EXERCISE INPUTS Block Start

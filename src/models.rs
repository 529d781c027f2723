//! Shared data model for the token feed.
//!
//! Trades and metric snapshots are normalized here from both the pull
//! (REST history) and push (WebSocket feed) shapes, so everything past the
//! scrapers works with one representation.

use serde::{Deserialize, Serialize};

/// Minimum length accepted for a token address typed by a user.
pub const MIN_ADDRESS_LEN: usize = 32;

/// Trade direction. Anything else on the wire is dropped before normalization.
#[derive(Debug, Clone, Copy, PartialEq, Eq, Hash, Serialize, Deserialize)]
#[serde(rename_all = "lowercase")]
pub enum TradeSide {
    Buy,
    Sell,
}

impl TradeSide {
    pub fn parse(value: &str) -> Option<Self> {
        match value {
            "buy" => Some(TradeSide::Buy),
            "sell" => Some(TradeSide::Sell),
            _ => None,
        }
    }

    pub fn as_str(&self) -> &'static str {
        match self {
            TradeSide::Buy => "buy",
            TradeSide::Sell => "sell",
        }
    }
}

/// A single swap against the observed token. Identity is `tx_hash`.
#[derive(Debug, Clone, PartialEq, Serialize, Deserialize)]
pub struct Trade {
    pub tx_hash: String,
    /// Epoch milliseconds
    pub timestamp: i64,
    pub trader: String,
    pub side: TradeSide,
    pub currency_amount: f64,
    pub currency_symbol: String,
    #[serde(default, skip_serializing_if = "Option::is_none")]
    pub currency_logo: Option<String>,
    pub token_amount: f64,
    pub price_usd: f64,
}

/// Partial pool/token metrics. Every field is independently optional.
#[derive(Debug, Clone, Default, PartialEq, Serialize, Deserialize)]
pub struct MetricsSnapshot {
    #[serde(default, skip_serializing_if = "Option::is_none")]
    pub pool_address: Option<String>,
    #[serde(default, skip_serializing_if = "Option::is_none")]
    pub market_cap: Option<f64>,
    #[serde(default, skip_serializing_if = "Option::is_none")]
    pub all_time_high: Option<f64>,
    #[serde(default, skip_serializing_if = "Option::is_none")]
    pub volume_24h: Option<f64>,
    #[serde(default, skip_serializing_if = "Option::is_none")]
    pub holder_count: Option<u64>,
    #[serde(default, skip_serializing_if = "Option::is_none")]
    pub price_usd: Option<f64>,
}

impl MetricsSnapshot {
    pub fn is_empty(&self) -> bool {
        self.pool_address.is_none()
            && self.market_cap.is_none()
            && self.all_time_high.is_none()
            && self.volume_24h.is_none()
            && self.holder_count.is_none()
            && self.price_usd.is_none()
    }

    /// Merge `newer` over `self` field by field.
    ///
    /// Last write wins for every field except `all_time_high`, which only
    /// moves up.
    pub fn merge(&mut self, newer: MetricsSnapshot) {
        if newer.pool_address.is_some() {
            self.pool_address = newer.pool_address;
        }
        if newer.market_cap.is_some() {
            self.market_cap = newer.market_cap;
        }
        if newer.volume_24h.is_some() {
            self.volume_24h = newer.volume_24h;
        }
        if newer.holder_count.is_some() {
            self.holder_count = newer.holder_count;
        }
        if newer.price_usd.is_some() {
            self.price_usd = newer.price_usd;
        }
        if let Some(ath) = newer.all_time_high {
            match self.all_time_high {
                Some(current) if ath <= current => {}
                _ => self.all_time_high = Some(ath),
            }
        }
    }
}

/// The (token, primary pool) pair currently being observed.
#[derive(Debug, Clone, PartialEq, Eq, Hash, Serialize, Deserialize)]
pub struct SubscriptionScope {
    pub token: String,
    pub pool: String,
}

impl SubscriptionScope {
    pub fn new(token: impl Into<String>, pool: impl Into<String>) -> Self {
        Self {
            token: token.into(),
            pool: pool.into(),
        }
    }
}

/// One page of pulled history, newest first.
#[derive(Debug, Clone, Default, PartialEq, Serialize, Deserialize)]
pub struct Page {
    pub trades: Vec<Trade>,
    /// Timestamp of the last (oldest) trade, used as the next cursor
    pub cursor_timestamp: Option<i64>,
    pub has_more: bool,
}

impl Page {
    /// Build a page from a fetched batch. A full batch implies more may exist.
    pub fn from_batch(trades: Vec<Trade>, requested: usize) -> Self {
        let cursor_timestamp = trades.last().map(|t| t.timestamp);
        let has_more = trades.len() == requested;
        Self {
            trades,
            cursor_timestamp,
            has_more,
        }
    }
}

#[derive(Debug, Clone, PartialEq, Serialize, Deserialize)]
pub struct PoolInfo {
    pub pool_address: String,
    pub dex: String,
    pub liquidity: f64,
    pub currency_symbol: String,
    #[serde(default, skip_serializing_if = "Option::is_none")]
    pub currency_logo: Option<String>,
}

/// Resolved token metadata. The first pool is the primary pool.
#[derive(Debug, Clone, PartialEq, Serialize, Deserialize)]
pub struct TokenInfo {
    pub address: String,
    pub symbol: String,
    pub name: String,
    pub image: Option<String>,
    pub decimals: u8,
    pub market_cap: f64,
    pub all_time_high: f64,
    pub volume_24h: f64,
    pub holders: u64,
    pub pools: Vec<PoolInfo>,
}

impl TokenInfo {
    pub fn primary_pool(&self) -> Option<&PoolInfo> {
        self.pools.first()
    }

    pub fn scope(&self) -> Option<SubscriptionScope> {
        self.primary_pool()
            .map(|p| SubscriptionScope::new(self.address.clone(), p.pool_address.clone()))
    }

    pub fn pool_addresses(&self) -> Vec<String> {
        self.pools.iter().map(|p| p.pool_address.clone()).collect()
    }

    /// Metrics baseline the live view starts from before any push arrives.
    pub fn baseline_metrics(&self) -> MetricsSnapshot {
        MetricsSnapshot {
            pool_address: self.primary_pool().map(|p| p.pool_address.clone()),
            market_cap: Some(self.market_cap),
            all_time_high: Some(self.all_time_high),
            volume_24h: Some(self.volume_24h),
            holder_count: Some(self.holders),
            price_usd: None,
        }
    }
}

#[derive(Debug, Clone, PartialEq, Eq, Serialize, Deserialize)]
pub struct RecentSearch {
    pub address: String,
    pub name: String,
}

#[derive(Debug, Clone, PartialEq, Eq)]
pub enum AddressError {
    Empty,
    TooShort(usize),
}

impl std::fmt::Display for AddressError {
    fn fmt(&self, f: &mut std::fmt::Formatter<'_>) -> std::fmt::Result {
        match self {
            AddressError::Empty => write!(f, "Please enter a token address"),
            AddressError::TooShort(len) => write!(
                f,
                "Invalid address: {} characters (expected at least {})",
                len, MIN_ADDRESS_LEN
            ),
        }
    }
}

impl std::error::Error for AddressError {}

/// Trim and sanity-check a user-supplied token address.
pub fn validate_token_address(input: &str) -> Result<String, AddressError> {
    let trimmed = input.trim();
    if trimmed.is_empty() {
        return Err(AddressError::Empty);
    }
    let len = trimmed.chars().count();
    if len < MIN_ADDRESS_LEN {
        return Err(AddressError::TooShort(len));
    }
    Ok(trimmed.to_string())
}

EXERCISE INPUTS Block End

● WHAT THIS TASK INVOLVES: Each line above should be reproduced exactly, with nothing omitted.

● SOLUTION FOR THIS TASK:
filename src/models.rs
repository 529d781c027f2723
//! Shared data model for the token feed.
//!
//! Trades and metric snapshots are normalized here from both the pull
//! (REST history) and push (WebSocket feed) shapes, so everything past the
//! scrapers works with one representation.

use serde::{Deserialize, Serialize};

/// Minimum length accepted for a token address typed by a user.
pub const MIN_ADDRESS_LEN: usize = 32;

/// Trade direction. Anything else on the wire is dropped before normalization.
#[derive(Debug, Clone, Copy, PartialEq, Eq, Hash, Serialize, Deserialize)]
#[serde(rename_all = "lowercase")]
pub enum TradeSide {
    Buy,
    Sell,
}

impl TradeSide {
    pub fn parse(value: &str) -> Option<Self> {
        match value {
            "buy" => Some(TradeSide::Buy),
            "sell" => Some(TradeSide::Sell),
            _ => None,
        }
    }

    pub fn as_str(&self) -> &'static str {
        match self {
            TradeSide::Buy => "buy",
            TradeSide::Sell => "sell",
        }
    }
}

/// A single swap against the observed token. Identity is `tx_hash`.
#[derive(Debug, Clone, PartialEq, Serialize, Deserialize)]
pub struct Trade {
    pub tx_hash: String,
    /// Epoch milliseconds
    pub timestamp: i64,
    pub trader: String,
    pub side: TradeSide,
    pub currency_amount: f64,
    pub currency_symbol: String,
    #[serde(default, skip_serializing_if = "Option::is_none")]
    pub currency_logo: Option<String>,
    pub token_amount: f64,
    pub price_usd: f64,
}

/// Partial pool/token metrics. Every field is independently optional.
#[derive(Debug, Clone, Default, PartialEq, Serialize, Deserialize)]
pub struct MetricsSnapshot {
    #[serde(default, skip_serializing_if = "Option::is_none")]
    pub pool_address: Option<String>,
    #[serde(default, skip_serializing_if = "Option::is_none")]
    pub market_cap: Option<f64>,
    #[serde(default, skip_serializing_if = "Option::is_none")]
    pub all_time_high: Option<f64>,
    #[serde(default, skip_serializing_if = "Option::is_none")]
    pub volume_24h: Option<f64>,
    #[serde(default, skip_serializing_if = "Option::is_none")]
    pub holder_count: Option<u64>,
    #[serde(default, skip_serializing_if = "Option::is_none")]
    pub price_usd: Option<f64>,
}

impl MetricsSnapshot {
    pub fn is_empty(&self) -> bool {
        self.pool_address.is_none()
            && self.market_cap.is_none()
            && self.all_time_high.is_none()
            && self.volume_24h.is_none()
            && self.holder_count.is_none()
            && self.price_usd.is_none()
    }

    /// Merge `newer` over `self` field by field.
    ///
    /// Last write wins for every field except `all_time_high`, which only
    /// moves up.
    pub fn merge(&mut self, newer: MetricsSnapshot) {
        if newer.pool_address.is_some() {
            self.pool_address = newer.pool_address;
        }
        if newer.market_cap.is_some() {
            self.market_cap = newer.market_cap;
        }
        if newer.volume_24h.is_some() {
            self.volume_24h = newer.volume_24h;
        }
        if newer.holder_count.is_some() {
            self.holder_count = newer.holder_count;
        }
        if newer.price_usd.is_some() {
            self.price_usd = newer.price_usd;
        }
        if let Some(ath) = newer.all_time_high {
            match self.all_time_high {
                Some(current) if ath <= current => {}
                _ => self.all_time_high = Some(ath),
            }
        }
    }
}

/// The (token, primary pool) pair currently being observed.
#[derive(Debug, Clone, PartialEq, Eq, Hash, Serialize, Deserialize)]
pub struct SubscriptionScope {
    pub token: String,
    pub pool: String,
}

impl SubscriptionScope {
    pub fn new(token: impl Into<String>, pool: impl Into<String>) -> Self {
        Self {
            token: token.into(),
            pool: pool.into(),
        }
    }
}

/// One page of pulled history, newest first.
#[derive(Debug, Clone, Default, PartialEq, Serialize, Deserialize)]
pub struct Page {
    pub trades: Vec<Trade>,
    /// Timestamp of the last (oldest) trade, used as the next cursor
    pub cursor_timestamp: Option<i64>,
    pub has_more: bool,
}

impl Page {
    /// Build a page from a fetched batch. A full batch implies more may exist.
    pub fn from_batch(trades: Vec<Trade>, requested: usize) -> Self {
        let cursor_timestamp = trades.last().map(|t| t.timestamp);
        let has_more = trades.len() == requested;
        Self {
            trades,
            cursor_timestamp,
            has_more,
        }
    }
}

#[derive(Debug, Clone, PartialEq, Serialize, Deserialize)]
pub struct PoolInfo {
    pub pool_address: String,
    pub dex: String,
    pub liquidity: f64,
    pub currency_symbol: String,
    #[serde(default, skip_serializing_if = "Option::is_none")]
    pub currency_logo: Option<String>,
}

/// Resolved token metadata. The first pool is the primary pool.
#[derive(Debug, Clone, PartialEq, Serialize, Deserialize)]
pub struct TokenInfo {
    pub address: String,
    pub symbol: String,
    pub name: String,
    pub image: Option<String>,
    pub decimals: u8,
    pub market_cap: f64,
    pub all_time_high: f64,
    pub volume_24h: f64,
    pub holders: u64,
    pub pools: Vec<PoolInfo>,
}

impl TokenInfo {
    pub fn primary_pool(&self) -> Option<&PoolInfo> {
        self.pools.first()
    }

    pub fn scope(&self) -> Option<SubscriptionScope> {
        self.primary_pool()
            .map(|p| SubscriptionScope::new(self.address.clone(), p.pool_address.clone()))
    }

    pub fn pool_addresses(&self) -> Vec<String> {
        self.pools.iter().map(|p| p.pool_address.clone()).collect()
    }

    /// Metrics baseline the live view starts from before any push arrives.
    pub fn baseline_metrics(&self) -> MetricsSnapshot {
        MetricsSnapshot {
            pool_address: self.primary_pool().map(|p| p.pool_address.clone()),
            market_cap: Some(self.market_cap),
            all_time_high: Some(self.all_time_high),
            volume_24h: Some(self.volume_24h),
            holder_count: Some(self.holders),
            price_usd: None,
        }
    }
}

#[derive(Debug, Clone, PartialEq, Eq, Serialize, Deserialize)]
pub struct RecentSearch {
    pub address: String,
    pub name: String,
}

#[derive(Debug, Clone, PartialEq, Eq)]
pub enum AddressError {
    Empty,
    TooShort(usize),
}

impl std::fmt::Display for AddressError {
    fn fmt(&self, f: &mut std::fmt::Formatter<'_>) -> std::fmt::Result {
        match self {
            AddressError::Empty => write!(f, "Please enter a token address"),
            AddressError::TooShort(len) => write!(
                f,
                "Invalid address: {} characters (expected at least {})",
                len, MIN_ADDRESS_LEN
            ),
        }
    }
}

impl std::error::Error for AddressError {}

/// Trim and sanity-check a user-supplied token address.
pub fn validate_token_address(input: &str) -> Result<String, AddressError> {
    let trimmed = input.trim();
    if trimmed.is_empty() {
        return Err(AddressError::Empty);
    }
    let len = trimmed.chars().count();
    if len < MIN_ADDRESS_LEN {
        return Err(AddressError::TooShort(len));
    }
    Ok(trimmed.to_string())
}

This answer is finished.